▸ EXERCISE PROMPT:
All that is needed is each line of the entries holding the word "GroupPostComment", copied as it stands.

___ EXCERPTED DATA

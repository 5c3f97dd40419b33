//! User repository.

use std::sync::Arc;

use super::contains_pattern;
use crate::entities::{User, user};
use crate::map_insert_err;
use sea_orm::{
    ActiveModelTrait, ColumnTrait, Condition, DatabaseConnection, EntityTrait, QueryFilter,
    QueryOrder, QuerySelect,
    sea_query::{Expr, Func},
};
use universe_common::{AppError, AppResult};

/// User repository for database operations.
#[derive(Clone)]
pub struct UserRepository {
    db: Arc<DatabaseConnection>,
}

impl UserRepository {
    /// Create a new user repository.
    #[must_use]
    pub const fn new(db: Arc<DatabaseConnection>) -> Self {
        Self { db }
    }

    /// Find a user by ID.
    pub async fn find_by_id(&self, id: &str) -> AppResult<Option<user::Model>> {
        User::find_by_id(id)
            .one(self.db.as_ref())
            .await
            .map_err(|e| AppError::Database(e.to_string()))
    }

    /// Find a user by ID, returning an error if not found.
    pub async fn get_by_id(&self, id: &str) -> AppResult<user::Model> {
        self.find_by_id(id)
            .await?
            .ok_or_else(|| AppError::UserNotFound(id.to_string()))
    }

    /// Find users by IDs.
    pub async fn find_by_ids(&self, ids: &[String]) -> AppResult<Vec<user::Model>> {
        if ids.is_empty() {
            return Ok(vec![]);
        }

        User::find()
            .filter(user::Column::Id.is_in(ids.to_vec()))
            .all(self.db.as_ref())
            .await
            .map_err(|e| AppError::Database(e.to_string()))
    }

    /// Find a user by username (case-insensitive).
    pub async fn find_by_username(&self, username: &str) -> AppResult<Option<user::Model>> {
        User::find()
            .filter(user::Column::UsernameLower.eq(username.to_lowercase()))
            .one(self.db.as_ref())
            .await
            .map_err(|e| AppError::Database(e.to_string()))
    }

    /// Find a user by username, returning an error if not found.
    pub async fn get_by_username(&self, username: &str) -> AppResult<user::Model> {
        self.find_by_username(username)
            .await?
            .ok_or_else(|| AppError::UserNotFound(username.to_string()))
    }

    /// Find a user by email (case-insensitive).
    pub async fn find_by_email(&self, email: &str) -> AppResult<Option<user::Model>> {
        User::find()
            .filter(user::Column::Email.eq(email.to_lowercase()))
            .one(self.db.as_ref())
            .await
            .map_err(|e| AppError::Database(e.to_string()))
    }

    /// Find a user by token.
    pub async fn find_by_token(&self, token: &str) -> AppResult<Option<user::Model>> {
        User::find()
            .filter(user::Column::Token.eq(token))
            .one(self.db.as_ref())
            .await
            .map_err(|e| AppError::Database(e.to_string()))
    }

    /// Create a new user.
    pub async fn create(&self, model: user::ActiveModel) -> AppResult<user::Model> {
        model
            .insert(self.db.as_ref())
            .await
            .map_err(|e| map_insert_err(e, "user"))
    }

    /// Update a user.
    pub async fn update(&self, model: user::ActiveModel) -> AppResult<user::Model> {
        model
            .update(self.db.as_ref())
            .await
            .map_err(|e| map_insert_err(e, "user"))
    }

    /// Search users by username, first name or last name.
    pub async fn search(
        &self,
        query: &str,
        exclude_id: &str,
        limit: u64,
    ) -> AppResult<Vec<user::Model>> {
        let pattern = contains_pattern(query);

        let condition = Condition::all()
            .add(user::Column::Id.ne(exclude_id))
            .add(
                Condition::any()
                    .add(user::Column::UsernameLower.like(&pattern))
                    .add(
                        Expr::expr(Func::lower(Expr::col(user::Column::FirstName)))
                            .like(&pattern),
                    )
                    .add(
                        Expr::expr(Func::lower(Expr::col(user::Column::LastName)))
                            .like(&pattern),
                    ),
            );

        User::find()
            .filter(condition)
            .order_by_asc(user::Column::UsernameLower)
            .limit(limit)
            .all(self.db.as_ref())
            .await
            .map_err(|e| AppError::Database(e.to_string()))
    }

    /// Most recently joined users, skipping the given IDs.
    pub async fn find_newest_excluding(
        &self,
        exclude_ids: &[String],
        limit: u64,
    ) -> AppResult<Vec<user::Model>> {
        let mut query = User::find();
        if !exclude_ids.is_empty() {
            query = query.filter(user::Column::Id.is_not_in(exclude_ids.to_vec()));
        }

        query
            .order_by_desc(user::Column::CreatedAt)
            .limit(limit)
            .all(self.db.as_ref())
            .await
            .map_err(|e| AppError::Database(e.to_string()))
    }
}
//! API endpoints.

mod ai;
mod auth;
mod following;
mod group_posts;
mod groups;
mod highlights;
mod messaging;
mod notifications;
mod playlists;
mod posts;
mod stories;
mod timeline;
mod users;
mod videos;

use axum::Router;

use crate::middleware::AppState;

/// Create the API router.
pub fn router() -> Router<AppState> {
    Router::new()
        .nest("/auth", auth::router())
        .nest("/timeline", timeline::router())
        .nest("/users", users::router())
        .nest("/follow", following::router())
        .nest("/posts", posts::router())
        .nest("/notifications", notifications::router())
        .nest("/messages", messaging::router())
        .nest("/stories", stories::router())
        .nest("/highlights", highlights::router())
        .nest("/videos", videos::router())
        .nest("/playlists", playlists::router())
        .nest("/groups", groups::router())
        .nest("/group-posts", group_posts::router())
        .nest("/ai", ai::router())
}
//! HTTP API layer for UniVerse.
//!
//! - **Endpoints**: accounts, profiles, posts, stories, videos, groups, messaging, AI helpers
//! - **Extractors**: authenticated and optional-viewer users
//! - **Middleware**: bearer-token authentication
//!
//! Built on Axum 0.8 with Tower middleware stack.

pub mod endpoints;
pub mod extractors;
pub mod middleware;
pub mod response;

pub use endpoints::router;
pub use middleware::{AppState, auth_middleware};
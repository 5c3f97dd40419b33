//! User entity (registered identities).

use sea_orm::entity::prelude::*;
use serde::{Deserialize, Serialize};

#[derive(Clone, Debug, PartialEq, Eq, DeriveEntityModel, Serialize, Deserialize)]
#[sea_orm(table_name = "user")]
pub struct Model {
    #[sea_orm(primary_key, auto_increment = false)]
    pub id: String,

    /// Display handle, case preserved
    pub username: String,

    /// Lowercased handle (unique)
    #[sea_orm(unique)]
    pub username_lower: String,

    /// Lowercased email (unique)
    #[sea_orm(unique)]
    pub email: String,

    #[sea_orm(nullable)]
    pub first_name: Option<String>,

    #[sea_orm(nullable)]
    pub last_name: Option<String>,

    /// Argon2 password hash
    #[serde(skip_serializing)]
    pub password_hash: String,

    /// Bearer token for API access
    #[sea_orm(nullable, unique)]
    #[serde(skip_serializing)]
    pub token: Option<String>,

    pub created_at: DateTimeWithTimeZone,

    #[sea_orm(nullable)]
    pub updated_at: Option<DateTimeWithTimeZone>,
}

#[derive(Copy, Clone, Debug, EnumIter, DeriveRelation)]
pub enum Relation {
    #[sea_orm(has_one = "super::profile::Entity")]
    Profile,
}

impl Related<super::profile::Entity> for Entity {
    fn to() -> RelationDef {
        Relation::Profile.def()
    }
}

impl ActiveModelBehavior for ActiveModel {}
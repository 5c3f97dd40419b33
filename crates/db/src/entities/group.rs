//! Group entity (user communities).

use sea_orm::entity::prelude::*;
use serde::{Deserialize, Serialize};

/// Who can see a group and how joining works.
#[derive(Debug, Clone, Copy, PartialEq, Eq, EnumIter, DeriveActiveEnum, Serialize, Deserialize)]
#[sea_orm(rs_type = "String", db_type = "String(StringLen::N(20))")]
#[serde(rename_all = "lowercase")]
pub enum GroupPrivacy {
    /// Listed, readable by anyone, joining is approved immediately.
    #[sea_orm(string_value = "public")]
    Public,
    /// Listed, content visible to approved members only, joins need approval.
    #[sea_orm(string_value = "private")]
    Private,
    /// Unlisted, otherwise like private.
    #[sea_orm(string_value = "secret")]
    Secret,
}

impl Default for GroupPrivacy {
    fn default() -> Self {
        Self::Public
    }
}

impl GroupPrivacy {
    /// Whether joining skips the approval step.
    #[must_use]
    pub const fn is_public(self) -> bool {
        matches!(self, Self::Public)
    }
}

#[derive(Clone, Debug, PartialEq, Eq, DeriveEntityModel, Serialize, Deserialize)]
#[sea_orm(table_name = "group")]
pub struct Model {
    #[sea_orm(primary_key, auto_increment = false)]
    pub id: String,

    pub name: String,

    #[sea_orm(column_type = "Text", nullable)]
    pub description: Option<String>,

    /// The creator; cannot leave or be removed
    #[sea_orm(indexed)]
    pub admin_id: String,

    #[sea_orm(nullable)]
    pub cover_url: Option<String>,

    pub privacy: GroupPrivacy,

    #[sea_orm(column_type = "Text", nullable)]
    pub rules: Option<String>,

    #[sea_orm(nullable)]
    pub category: Option<String>,

    pub created_at: DateTimeWithTimeZone,

    #[sea_orm(nullable)]
    pub updated_at: Option<DateTimeWithTimeZone>,
}

#[derive(Copy, Clone, Debug, EnumIter, DeriveRelation)]
pub enum Relation {
    #[sea_orm(
        belongs_to = "super::user::Entity",
        from = "Column::AdminId",
        to = "super::user::Column::Id",
        on_delete = "Cascade"
    )]
    Admin,
    #[sea_orm(has_many = "super::group_membership::Entity")]
    Memberships,
    #[sea_orm(has_many = "super::group_post::Entity")]
    Posts,
}

impl Related<super::group_membership::Entity> for Entity {
    fn to() -> RelationDef {
        Relation::Memberships.def()
    }
}

impl Related<super::group_post::Entity> for Entity {
    fn to() -> RelationDef {
        Relation::Posts.def()
    }
}

impl ActiveModelBehavior for ActiveModel {}
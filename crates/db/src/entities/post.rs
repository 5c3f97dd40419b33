//! Post entity.
//!
//! Like and comment counts are derived from child rows and never stored here.

use sea_orm::entity::prelude::*;
use serde::{Deserialize, Serialize};

#[derive(Clone, Debug, PartialEq, Eq, DeriveEntityModel, Serialize, Deserialize)]
#[sea_orm(table_name = "post")]
pub struct Model {
    #[sea_orm(primary_key, auto_increment = false)]
    pub id: String,

    #[sea_orm(indexed)]
    pub author_id: String,

    #[sea_orm(column_type = "Text")]
    pub content: String,

    #[sea_orm(nullable)]
    pub image_url: Option<String>,

    pub created_at: DateTimeWithTimeZone,

    #[sea_orm(nullable)]
    pub updated_at: Option<DateTimeWithTimeZone>,
}

#[derive(Copy, Clone, Debug, EnumIter, DeriveRelation)]
pub enum Relation {
    #[sea_orm(
        belongs_to = "super::user::Entity",
        from = "Column::AuthorId",
        to = "super::user::Column::Id",
        on_delete = "Cascade"
    )]
    Author,
    #[sea_orm(has_many = "super::post_like::Entity")]
    Likes,
    #[sea_orm(has_many = "super::comment::Entity")]
    Comments,
}

impl Related<super::user::Entity> for Entity {
    fn to() -> RelationDef {
        Relation::Author.def()
    }
}

impl Related<super::post_like::Entity> for Entity {
    fn to() -> RelationDef {
        Relation::Likes.def()
    }
}

impl Related<super::comment::Entity> for Entity {
    fn to() -> RelationDef {
        Relation::Comments.def()
    }
}

impl ActiveModelBehavior for ActiveModel {}
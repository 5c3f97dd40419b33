//! Group post repository (posts, likes and comments inside groups).

use std::collections::{HashMap, HashSet};
use std::sync::Arc;

use super::{GroupedCount, counts_by_key};
use crate::entities::{
    GroupPost, GroupPostComment, GroupPostLike, group_post, group_post_comment, group_post_like,
};
use crate::map_insert_err;
use sea_orm::{
    ActiveModelTrait, ColumnTrait, Condition, DatabaseConnection, EntityTrait, PaginatorTrait,
    QueryFilter, QueryOrder, QuerySelect,
};
use universe_common::{AppError, AppResult};

/// Group post repository for database operations.
#[derive(Clone)]
pub struct GroupPostRepository {
    db: Arc<DatabaseConnection>,
}

impl GroupPostRepository {
    /// Create a new group post repository.
    #[must_use]
    pub const fn new(db: Arc<DatabaseConnection>) -> Self {
        Self { db }
    }

    /// Find a post by ID, returning an error if not found.
    pub async fn get_by_id(&self, id: &str) -> AppResult<group_post::Model> {
        GroupPost::find_by_id(id)
            .one(self.db.as_ref())
            .await
            .map_err(|e| AppError::Database(e.to_string()))?
            .ok_or_else(|| AppError::PostNotFound(id.to_string()))
    }

    /// Create a post.
    pub async fn create(&self, model: group_post::ActiveModel) -> AppResult<group_post::Model> {
        model
            .insert(self.db.as_ref())
            .await
            .map_err(|e| AppError::Database(e.to_string()))
    }

    /// Update a post.
    pub async fn update(&self, model: group_post::ActiveModel) -> AppResult<group_post::Model> {
        model
            .update(self.db.as_ref())
            .await
            .map_err(|e| AppError::Database(e.to_string()))
    }

    /// Delete a post.
    pub async fn delete(&self, id: &str) -> AppResult<()> {
        GroupPost::delete_by_id(id)
            .exec(self.db.as_ref())
            .await
            .map_err(|e| AppError::Database(e.to_string()))?;
        Ok(())
    }

    /// Posts of a group, pinned first then newest first.
    ///
    /// The first page carries the pinned posts. Later pages, selected with
    /// `until_id`, hold only unpinned posts older than the cursor.
    pub async fn find_by_group(
        &self,
        group_id: &str,
        limit: u64,
        until_id: Option<&str>,
    ) -> AppResult<Vec<group_post::Model>> {
        let mut condition = Condition::all().add(group_post::Column::GroupId.eq(group_id));

        if let Some(until) = until_id {
            condition = condition
                .add(group_post::Column::IsPinned.eq(false))
                .add(group_post::Column::Id.lt(until));
        }

        GroupPost::find()
            .filter(condition)
            .order_by_desc(group_post::Column::IsPinned)
            .order_by_desc(group_post::Column::Id)
            .limit(limit)
            .all(self.db.as_ref())
            .await
            .map_err(|e| AppError::Database(e.to_string()))
    }

    /// Find the like a user left on a group post.
    pub async fn find_like(
        &self,
        user_id: &str,
        post_id: &str,
    ) -> AppResult<Option<group_post_like::Model>> {
        GroupPostLike::find()
            .filter(group_post_like::Column::UserId.eq(user_id))
            .filter(group_post_like::Column::PostId.eq(post_id))
            .one(self.db.as_ref())
            .await
            .map_err(|e| AppError::Database(e.to_string()))
    }

    /// Insert a like. Returns `Conflict` when the pair already exists.
    pub async fn create_like(
        &self,
        model: group_post_like::ActiveModel,
    ) -> AppResult<group_post_like::Model> {
        model
            .insert(self.db.as_ref())
            .await
            .map_err(|e| map_insert_err(e, "group post like"))
    }

    /// Remove a like by pair.
    pub async fn delete_like(&self, user_id: &str, post_id: &str) -> AppResult<bool> {
        let result = GroupPostLike::delete_many()
            .filter(group_post_like::Column::UserId.eq(user_id))
            .filter(group_post_like::Column::PostId.eq(post_id))
            .exec(self.db.as_ref())
            .await
            .map_err(|e| AppError::Database(e.to_string()))?;
        Ok(result.rows_affected > 0)
    }

    /// Count likes on a group post.
    pub async fn count_likes(&self, post_id: &str) -> AppResult<u64> {
        GroupPostLike::find()
            .filter(group_post_like::Column::PostId.eq(post_id))
            .count(self.db.as_ref())
            .await
            .map_err(|e| AppError::Database(e.to_string()))
    }

    /// Like counts keyed by post ID.
    pub async fn count_likes_by_posts(
        &self,
        post_ids: &[String],
    ) -> AppResult<HashMap<String, i64>> {
        if post_ids.is_empty() {
            return Ok(HashMap::new());
        }

        let rows = GroupPostLike::find()
            .select_only()
            .column_as(group_post_like::Column::PostId, "key")
            .column_as(group_post_like::Column::Id.count(), "count")
            .filter(group_post_like::Column::PostId.is_in(post_ids.to_vec()))
            .group_by(group_post_like::Column::PostId)
            .into_model::<GroupedCount>()
            .all(self.db.as_ref())
            .await
            .map_err(|e| AppError::Database(e.to_string()))?;

        Ok(counts_by_key(rows))
    }

    /// Subset of `post_ids` the user has liked.
    pub async fn liked_post_ids(
        &self,
        user_id: &str,
        post_ids: &[String],
    ) -> AppResult<HashSet<String>> {
        if post_ids.is_empty() {
            return Ok(HashSet::new());
        }

        let ids = GroupPostLike::find()
            .select_only()
            .column(group_post_like::Column::PostId)
            .filter(group_post_like::Column::UserId.eq(user_id))
            .filter(group_post_like::Column::PostId.is_in(post_ids.to_vec()))
            .into_tuple::<String>()
            .all(self.db.as_ref())
            .await
            .map_err(|e| AppError::Database(e.to_string()))?;

        Ok(ids.into_iter().collect())
    }

    /// Create a comment.
    pub async fn create_comment(
        &self,
        model: group_post_comment::ActiveModel,
    ) -> AppResult<group_post_comment::Model> {
        model
            .insert(self.db.as_ref())
            .await
            .map_err(|e| AppError::Database(e.to_string()))
    }

    /// Comments on a group post, oldest first.
    pub async fn find_comments(
        &self,
        post_id: &str,
    ) -> AppResult<Vec<group_post_comment::Model>> {
        GroupPostComment::find()
            .filter(group_post_comment::Column::PostId.eq(post_id))
            .order_by_asc(group_post_comment::Column::CreatedAt)
            .all(self.db.as_ref())
            .await
            .map_err(|e| AppError::Database(e.to_string()))
    }

    /// Count comments on a group post.
    pub async fn count_comments(&self, post_id: &str) -> AppResult<u64> {
        GroupPostComment::find()
            .filter(group_post_comment::Column::PostId.eq(post_id))
            .count(self.db.as_ref())
            .await
            .map_err(|e| AppError::Database(e.to_string()))
    }

    /// Comment counts keyed by post ID.
    pub async fn count_comments_by_posts(
        &self,
        post_ids: &[String],
    ) -> AppResult<HashMap<String, i64>> {
        if post_ids.is_empty() {
            return Ok(HashMap::new());
        }

        let rows = GroupPostComment::find()
            .select_only()
            .column_as(group_post_comment::Column::PostId, "key")
            .column_as(group_post_comment::Column::Id.count(), "count")
            .filter(group_post_comment::Column::PostId.is_in(post_ids.to_vec()))
            .group_by(group_post_comment::Column::PostId)
            .into_model::<GroupedCount>()
            .all(self.db.as_ref())
            .await
            .map_err(|e| AppError::Database(e.to_string()))?;

        Ok(counts_by_key(rows))
    }
}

______

▸ RESPONSE TO THE TASK:
    GroupPost, GroupPostComment, GroupPostLike, group_post, group_post_comment, group_post_like,
        GroupPostComment::find()
        GroupPostComment::find()
        let rows = GroupPostComment::find()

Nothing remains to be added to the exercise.